**EXERCISE PROMPT:** Determine how many lines in the records hold "return", then give that number by itself.

(Saved entries)
--*--

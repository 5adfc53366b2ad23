//! Workbook type - the main document structure

use crate::error::{Error, Result};
use crate::style::StyleTable;
use crate::worksheet::Worksheet;
use crate::MAX_SHEET_NAME_LEN;
use chrono::NaiveDateTime;

/// Characters a sheet name may not contain
const INVALID_SHEET_NAME_CHARS: &[char] = &[':', '\\', '/', '?', '*', '[', ']'];

/// A workbook: an ordered list of sheets sharing one style table
///
/// Sheet order is insertion order, which is also display order. Sheets never
/// carry private styles; every cell style index resolves in [`Workbook::styles`].
#[derive(Debug, Clone, Default)]
pub struct Workbook {
    worksheets: Vec<Worksheet>,
    styles: StyleTable,
    settings: WorkbookSettings,
}

impl Workbook {
    /// Create an empty workbook with no worksheets
    pub fn new() -> Self {
        Self::default()
    }

    /// Create an empty workbook around an existing style table
    pub fn with_styles(styles: StyleTable) -> Self {
        Self {
            styles,
            ..Self::default()
        }
    }

    /// Get the number of worksheets
    pub fn sheet_count(&self) -> usize {
        self.worksheets.len()
    }

    /// Check if the workbook has no worksheets
    pub fn is_empty(&self) -> bool {
        self.worksheets.is_empty()
    }

    /// Get a worksheet by index
    pub fn sheet(&self, index: usize) -> Option<&Worksheet> {
        self.worksheets.get(index)
    }

    /// Get a mutable worksheet by index
    pub fn sheet_mut(&mut self, index: usize) -> Option<&mut Worksheet> {
        self.worksheets.get_mut(index)
    }

    /// Get a worksheet by name (case-insensitive)
    pub fn sheet_by_name(&self, name: &str) -> Option<&Worksheet> {
        self.sheet_index(name).map(|i| &self.worksheets[i])
    }

    /// Position of a sheet by name (case-insensitive)
    pub fn sheet_index(&self, name: &str) -> Option<usize> {
        let lower = name.to_lowercase();
        self.worksheets
            .iter()
            .position(|ws| ws.name().to_lowercase() == lower)
    }

    /// Iterate over worksheets in order
    pub fn sheets(&self) -> impl Iterator<Item = &Worksheet> {
        self.worksheets.iter()
    }

    /// Append a worksheet and return its position
    ///
    /// Fails with [`Error::DuplicateSheetName`] when a sheet with the same
    /// name (ignoring case) already exists, and with
    /// [`Error::InvalidStyleIndex`] when a cell refers to a style slot this
    /// workbook's table does not have.
    pub fn add_sheet(&mut self, worksheet: Worksheet) -> Result<usize> {
        self.validate_sheet_name(worksheet.name())?;
        if let Some(max) = worksheet.max_style_index() {
            if max as usize >= self.styles.len() {
                return Err(Error::InvalidStyleIndex(max));
            }
        }
        self.worksheets.push(worksheet);
        Ok(self.worksheets.len() - 1)
    }

    /// Append an empty worksheet with the given name
    pub fn add_worksheet_with_name(&mut self, name: &str) -> Result<usize> {
        self.add_sheet(Worksheet::new(name))
    }

    /// Shared style table
    pub fn styles(&self) -> &StyleTable {
        &self.styles
    }

    /// Mutable access to the shared style table
    pub fn styles_mut(&mut self) -> &mut StyleTable {
        &mut self.styles
    }

    /// Get workbook settings
    pub fn settings(&self) -> &WorkbookSettings {
        &self.settings
    }

    /// Get mutable workbook settings
    pub fn settings_mut(&mut self) -> &mut WorkbookSettings {
        &mut self.settings
    }

    fn validate_sheet_name(&self, name: &str) -> Result<()> {
        validate_sheet_name(name)?;
        if self.sheet_index(name).is_some() {
            return Err(Error::DuplicateSheetName(name.into()));
        }
        Ok(())
    }
}

/// Check a sheet name against the package rules
///
/// Names must be 1 to 31 characters long and must not contain `:\/?*[]`
/// or control characters.
pub fn validate_sheet_name(name: &str) -> Result<()> {
    if name.is_empty() {
        return Err(Error::InvalidSheetName("Sheet name cannot be empty".into()));
    }
    if name.chars().count() > MAX_SHEET_NAME_LEN {
        return Err(Error::InvalidSheetName(format!(
            "'{}' is too long (max {} characters)",
            name, MAX_SHEET_NAME_LEN
        )));
    }
    if let Some(c) = name.chars().find(|c| INVALID_SHEET_NAME_CHARS.contains(c)) {
        return Err(Error::InvalidSheetName(format!(
            "'{}' cannot contain '{}'",
            name, c
        )));
    }
    if let Some(c) = name.chars().find(|c| c.is_control()) {
        return Err(Error::InvalidSheetName(format!(
            "'{}' cannot contain control character U+{:04X}",
            name.escape_debug(),
            c as u32
        )));
    }
    Ok(())
}

/// Workbook-level settings
#[derive(Debug, Clone, Default, PartialEq)]
pub struct WorkbookSettings {
    /// Date system: false = 1900, true = 1904
    pub date_1904: bool,
    /// Document author written to the core properties
    pub creator: Option<String>,
    /// Creation timestamp written to the core properties
    ///
    /// Left unset, no timestamp is written and output stays byte-identical
    /// across runs.
    pub created: Option<NaiveDateTime>,
}

#[cfg(test)]
mod tests {
    use super::*;
    use crate::cell::CellValue;
    use crate::style::Style;
    use pretty_assertions::assert_eq;

    #[test]
    fn test_new_workbook() {
        let wb = Workbook::new();
        assert_eq!(wb.sheet_count(), 0);
        assert_eq!(wb.styles().len(), 1);
    }

    #[test]
    fn test_add_sheets_in_order() {
        let mut wb = Workbook::new();
        assert_eq!(wb.add_worksheet_with_name("Pre 1950").unwrap(), 0);
        assert_eq!(wb.add_worksheet_with_name("Post 1950").unwrap(), 1);

        let names: Vec<&str> = wb.sheets().map(|s| s.name()).collect();
        assert_eq!(names, vec!["Pre 1950", "Post 1950"]);
        assert_eq!(wb.sheet_index("post 1950"), Some(1));
    }

    #[test]
    fn test_duplicate_name() {
        let mut wb = Workbook::new();
        wb.add_worksheet_with_name("Sheet1").unwrap();

        let err = wb.add_worksheet_with_name("SHEET1").unwrap_err();
        assert!(matches!(err, Error::DuplicateSheetName(_)));
        assert_eq!(wb.sheet_count(), 1);
    }

    #[test]
    fn test_invalid_sheet_name() {
        let mut wb = Workbook::new();

        for name in [
            "",
            "Sheet/1",
            "Sheet:1",
            "Sheet[1]",
            "a?b",
            "x*",
            "Tab\tName",
            "Bell\u{7}",
            "Line\nBreak",
        ] {
            let err = wb.add_worksheet_with_name(name).unwrap_err();
            assert!(matches!(err, Error::InvalidSheetName(_)), "{name}");
        }

        let long_name = "A".repeat(MAX_SHEET_NAME_LEN + 1);
        assert!(wb.add_worksheet_with_name(&long_name).is_err());
        // Length counts characters, not bytes
        let accented = "é".repeat(MAX_SHEET_NAME_LEN);
        assert!(wb.add_worksheet_with_name(&accented).is_ok());
    }

    #[test]
    fn test_rejects_unknown_style_index() {
        let mut wb = Workbook::new();
        let bold = wb.styles_mut().intern(Style::new().bold(true));

        let mut ok = Worksheet::new("Ok");
        ok.set_cell(0, 0, CellValue::string("x"), bold).unwrap();
        assert!(wb.add_sheet(ok).is_ok());

        let mut bad = Worksheet::new("Bad");
        bad.set_cell(0, 0, CellValue::string("x"), 7).unwrap();
        let err = wb.add_sheet(bad).unwrap_err();
        assert!(matches!(err, Error::InvalidStyleIndex(7)));
    }
}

--*--

**WRITTEN ANSWER:** 7